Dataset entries
══════

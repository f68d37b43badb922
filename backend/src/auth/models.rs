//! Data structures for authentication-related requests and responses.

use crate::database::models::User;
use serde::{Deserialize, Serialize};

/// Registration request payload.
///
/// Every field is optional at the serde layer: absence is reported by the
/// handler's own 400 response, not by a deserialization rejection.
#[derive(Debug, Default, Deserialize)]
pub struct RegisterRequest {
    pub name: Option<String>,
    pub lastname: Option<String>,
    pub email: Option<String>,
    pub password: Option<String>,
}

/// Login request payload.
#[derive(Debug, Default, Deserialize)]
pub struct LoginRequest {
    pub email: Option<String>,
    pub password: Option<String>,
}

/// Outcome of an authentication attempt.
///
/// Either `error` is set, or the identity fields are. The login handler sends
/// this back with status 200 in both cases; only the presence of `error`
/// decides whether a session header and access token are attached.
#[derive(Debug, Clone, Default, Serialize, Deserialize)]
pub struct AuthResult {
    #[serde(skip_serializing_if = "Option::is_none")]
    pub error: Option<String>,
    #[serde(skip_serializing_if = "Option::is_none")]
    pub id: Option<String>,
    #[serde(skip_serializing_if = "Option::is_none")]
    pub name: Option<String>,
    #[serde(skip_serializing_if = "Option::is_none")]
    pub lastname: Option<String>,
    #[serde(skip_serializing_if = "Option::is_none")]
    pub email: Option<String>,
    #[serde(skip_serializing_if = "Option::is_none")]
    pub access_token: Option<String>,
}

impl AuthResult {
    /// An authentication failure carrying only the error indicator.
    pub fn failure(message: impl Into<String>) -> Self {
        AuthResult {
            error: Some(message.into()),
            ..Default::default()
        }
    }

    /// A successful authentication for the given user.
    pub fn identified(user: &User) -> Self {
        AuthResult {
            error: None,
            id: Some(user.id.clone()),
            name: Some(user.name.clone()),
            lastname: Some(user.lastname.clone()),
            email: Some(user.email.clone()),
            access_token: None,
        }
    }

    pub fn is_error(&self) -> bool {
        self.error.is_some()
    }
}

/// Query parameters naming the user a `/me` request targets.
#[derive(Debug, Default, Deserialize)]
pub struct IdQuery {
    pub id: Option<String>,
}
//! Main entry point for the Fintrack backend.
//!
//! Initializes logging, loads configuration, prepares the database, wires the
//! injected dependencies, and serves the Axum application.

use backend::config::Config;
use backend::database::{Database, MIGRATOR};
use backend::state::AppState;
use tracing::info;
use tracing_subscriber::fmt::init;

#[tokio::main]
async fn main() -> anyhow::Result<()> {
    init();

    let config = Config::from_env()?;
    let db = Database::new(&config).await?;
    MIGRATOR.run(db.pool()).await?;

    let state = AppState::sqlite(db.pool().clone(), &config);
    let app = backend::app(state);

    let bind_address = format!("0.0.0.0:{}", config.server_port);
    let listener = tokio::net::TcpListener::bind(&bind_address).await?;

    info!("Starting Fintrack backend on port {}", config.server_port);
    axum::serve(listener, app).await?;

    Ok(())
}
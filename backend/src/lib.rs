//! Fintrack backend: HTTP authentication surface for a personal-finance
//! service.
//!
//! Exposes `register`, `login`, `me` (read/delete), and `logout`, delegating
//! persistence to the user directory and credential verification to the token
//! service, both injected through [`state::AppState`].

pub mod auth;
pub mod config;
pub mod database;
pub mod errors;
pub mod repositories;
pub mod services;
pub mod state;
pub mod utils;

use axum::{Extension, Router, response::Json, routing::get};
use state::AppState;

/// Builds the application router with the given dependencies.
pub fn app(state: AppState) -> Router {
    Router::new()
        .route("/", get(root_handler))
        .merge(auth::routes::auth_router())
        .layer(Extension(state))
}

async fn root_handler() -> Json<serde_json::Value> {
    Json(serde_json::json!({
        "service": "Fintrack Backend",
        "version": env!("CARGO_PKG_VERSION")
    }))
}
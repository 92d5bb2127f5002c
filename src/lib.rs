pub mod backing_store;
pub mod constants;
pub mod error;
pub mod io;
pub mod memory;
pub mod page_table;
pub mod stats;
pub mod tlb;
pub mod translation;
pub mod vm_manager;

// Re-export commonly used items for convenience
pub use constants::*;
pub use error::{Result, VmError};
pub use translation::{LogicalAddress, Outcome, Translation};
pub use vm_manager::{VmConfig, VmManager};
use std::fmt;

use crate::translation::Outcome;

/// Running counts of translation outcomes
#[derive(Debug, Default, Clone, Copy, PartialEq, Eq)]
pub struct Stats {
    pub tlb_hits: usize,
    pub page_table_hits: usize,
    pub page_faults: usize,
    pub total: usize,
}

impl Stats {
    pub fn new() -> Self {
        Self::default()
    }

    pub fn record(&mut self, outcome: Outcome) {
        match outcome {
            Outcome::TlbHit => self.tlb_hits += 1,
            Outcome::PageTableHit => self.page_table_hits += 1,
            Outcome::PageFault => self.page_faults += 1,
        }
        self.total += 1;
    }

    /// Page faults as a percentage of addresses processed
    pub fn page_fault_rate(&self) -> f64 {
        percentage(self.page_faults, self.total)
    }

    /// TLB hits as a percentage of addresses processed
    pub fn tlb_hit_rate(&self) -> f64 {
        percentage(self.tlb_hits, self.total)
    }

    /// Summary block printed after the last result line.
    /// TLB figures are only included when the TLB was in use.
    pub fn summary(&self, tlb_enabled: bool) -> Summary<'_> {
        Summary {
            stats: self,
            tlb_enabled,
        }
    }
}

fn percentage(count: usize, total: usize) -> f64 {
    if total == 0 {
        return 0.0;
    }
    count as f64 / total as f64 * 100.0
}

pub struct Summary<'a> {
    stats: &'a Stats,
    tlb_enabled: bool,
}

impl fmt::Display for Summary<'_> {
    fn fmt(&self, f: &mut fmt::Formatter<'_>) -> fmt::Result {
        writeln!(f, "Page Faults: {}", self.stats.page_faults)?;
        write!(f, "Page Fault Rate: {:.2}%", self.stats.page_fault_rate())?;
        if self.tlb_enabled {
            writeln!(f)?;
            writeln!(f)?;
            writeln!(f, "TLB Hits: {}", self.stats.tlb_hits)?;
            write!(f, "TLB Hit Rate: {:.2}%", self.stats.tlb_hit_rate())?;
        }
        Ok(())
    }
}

══════

→ **Your task**
What is needed here is an exact reproduction of all the entries.

→ **Response to the exercise**
repository f68d37b43badb922
filename backend/src/auth/models.rs
//! Data structures for authentication-related requests and responses.

use crate::database::models::User;
use serde::{Deserialize, Serialize};

/// Registration request payload.
///
/// Every field is optional at the serde layer: absence is reported by the
/// handler's own 400 response, not by a deserialization rejection.
#[derive(Debug, Default, Deserialize)]
pub struct RegisterRequest {
    pub name: Option<String>,
    pub lastname: Option<String>,
    pub email: Option<String>,
    pub password: Option<String>,
}

/// Login request payload.
#[derive(Debug, Default, Deserialize)]
pub struct LoginRequest {
    pub email: Option<String>,
    pub password: Option<String>,
}

/// Outcome of an authentication attempt.
///
/// Either `error` is set, or the identity fields are. The login handler sends
/// this back with status 200 in both cases; only the presence of `error`
/// decides whether a session header and access token are attached.
#[derive(Debug, Clone, Default, Serialize, Deserialize)]
pub struct AuthResult {
    #[serde(skip_serializing_if = "Option::is_none")]
    pub error: Option<String>,
    #[serde(skip_serializing_if = "Option::is_none")]
    pub id: Option<String>,
    #[serde(skip_serializing_if = "Option::is_none")]
    pub name: Option<String>,
    #[serde(skip_serializing_if = "Option::is_none")]
    pub lastname: Option<String>,
    #[serde(skip_serializing_if = "Option::is_none")]
    pub email: Option<String>,
    #[serde(skip_serializing_if = "Option::is_none")]
    pub access_token: Option<String>,
}

impl AuthResult {
    /// An authentication failure carrying only the error indicator.
    pub fn failure(message: impl Into<String>) -> Self {
        AuthResult {
            error: Some(message.into()),
            ..Default::default()
        }
    }

    /// A successful authentication for the given user.
    pub fn identified(user: &User) -> Self {
        AuthResult {
            error: None,
            id: Some(user.id.clone()),
            name: Some(user.name.clone()),
            lastname: Some(user.lastname.clone()),
            email: Some(user.email.clone()),
            access_token: None,
        }
    }

    pub fn is_error(&self) -> bool {
        self.error.is_some()
    }
}

/// Query parameters naming the user a `/me` request targets.
#[derive(Debug, Default, Deserialize)]
pub struct IdQuery {
    pub id: Option<String>,
}
//! Main entry point for the Fintrack backend.
//!
//! Initializes logging, loads configuration, prepares the database, wires the
//! injected dependencies, and serves the Axum application.

use backend::config::Config;
use backend::database::{Database, MIGRATOR};
use backend::state::AppState;
use tracing::info;
use tracing_subscriber::fmt::init;

#[tokio::main]
async fn main() -> anyhow::Result<()> {
    init();

    let config = Config::from_env()?;
    let db = Database::new(&config).await?;
    MIGRATOR.run(db.pool()).await?;

    let state = AppState::sqlite(db.pool().clone(), &config);
    let app = backend::app(state);

    let bind_address = format!("0.0.0.0:{}", config.server_port);
    let listener = tokio::net::TcpListener::bind(&bind_address).await?;

    info!("Starting Fintrack backend on port {}", config.server_port);
    axum::serve(listener, app).await?;

    Ok(())
}
filename backend/src/lib.rs
//! Fintrack backend: HTTP authentication surface for a personal-finance
//! service.
//!
//! Exposes `register`, `login`, `me` (read/delete), and `logout`, delegating
//! persistence to the user directory and credential verification to the token
//! service, both injected through [`state::AppState`].

pub mod auth;
pub mod config;
pub mod database;
pub mod errors;
pub mod repositories;
pub mod services;
pub mod state;
pub mod utils;

use axum::{Extension, Router, response::Json, routing::get};
use state::AppState;

/// Builds the application router with the given dependencies.
pub fn app(state: AppState) -> Router {
    Router::new()
        .route("/", get(root_handler))
        .merge(auth::routes::auth_router())
        .layer(Extension(state))
}

async fn root_handler() -> Json<serde_json::Value> {
    Json(serde_json::json!({
        "service": "Fintrack Backend",
        "version": env!("CARGO_PKG_VERSION")
    }))
}
repository 92d5bb2127f5002c
filename src/lib.rs
pub mod backing_store;
pub mod constants;
pub mod error;
pub mod io;
pub mod memory;
pub mod page_table;
pub mod stats;
pub mod tlb;
pub mod translation;
pub mod vm_manager;

// Re-export commonly used items for convenience
pub use constants::*;
pub use error::{Result, VmError};
pub use translation::{LogicalAddress, Outcome, Translation};
pub use vm_manager::{VmConfig, VmManager};
use std::fmt;

use crate::translation::Outcome;

/// Running counts of translation outcomes
#[derive(Debug, Default, Clone, Copy, PartialEq, Eq)]
pub struct Stats {
    pub tlb_hits: usize,
    pub page_table_hits: usize,
    pub page_faults: usize,
    pub total: usize,
}

impl Stats {
    pub fn new() -> Self {
        Self::default()
    }

    pub fn record(&mut self, outcome: Outcome) {
        match outcome {
            Outcome::TlbHit => self.tlb_hits += 1,
            Outcome::PageTableHit => self.page_table_hits += 1,
            Outcome::PageFault => self.page_faults += 1,
        }
        self.total += 1;
    }

    /// Page faults as a percentage of addresses processed
    pub fn page_fault_rate(&self) -> f64 {
        percentage(self.page_faults, self.total)
    }

    /// TLB hits as a percentage of addresses processed
    pub fn tlb_hit_rate(&self) -> f64 {
        percentage(self.tlb_hits, self.total)
    }

    /// Summary block printed after the last result line.
    /// TLB figures are only included when the TLB was in use.
    pub fn summary(&self, tlb_enabled: bool) -> Summary<'_> {
        Summary {
            stats: self,
            tlb_enabled,
        }
    }
}

fn percentage(count: usize, total: usize) -> f64 {
    if total == 0 {
        return 0.0;
    }
    count as f64 / total as f64 * 100.0
}

pub struct Summary<'a> {
    stats: &'a Stats,
    tlb_enabled: bool,
}

impl fmt::Display for Summary<'_> {
    fn fmt(&self, f: &mut fmt::Formatter<'_>) -> fmt::Result {
        writeln!(f, "Page Faults: {}", self.stats.page_faults)?;
        write!(f, "Page Fault Rate: {:.2}%", self.stats.page_fault_rate())?;
        if self.tlb_enabled {
            writeln!(f)?;
            writeln!(f)?;
            writeln!(f, "TLB Hits: {}", self.stats.tlb_hits)?;
            write!(f, "TLB Hit Rate: {:.2}%", self.stats.tlb_hit_rate())?;
        }
        Ok(())
    }
}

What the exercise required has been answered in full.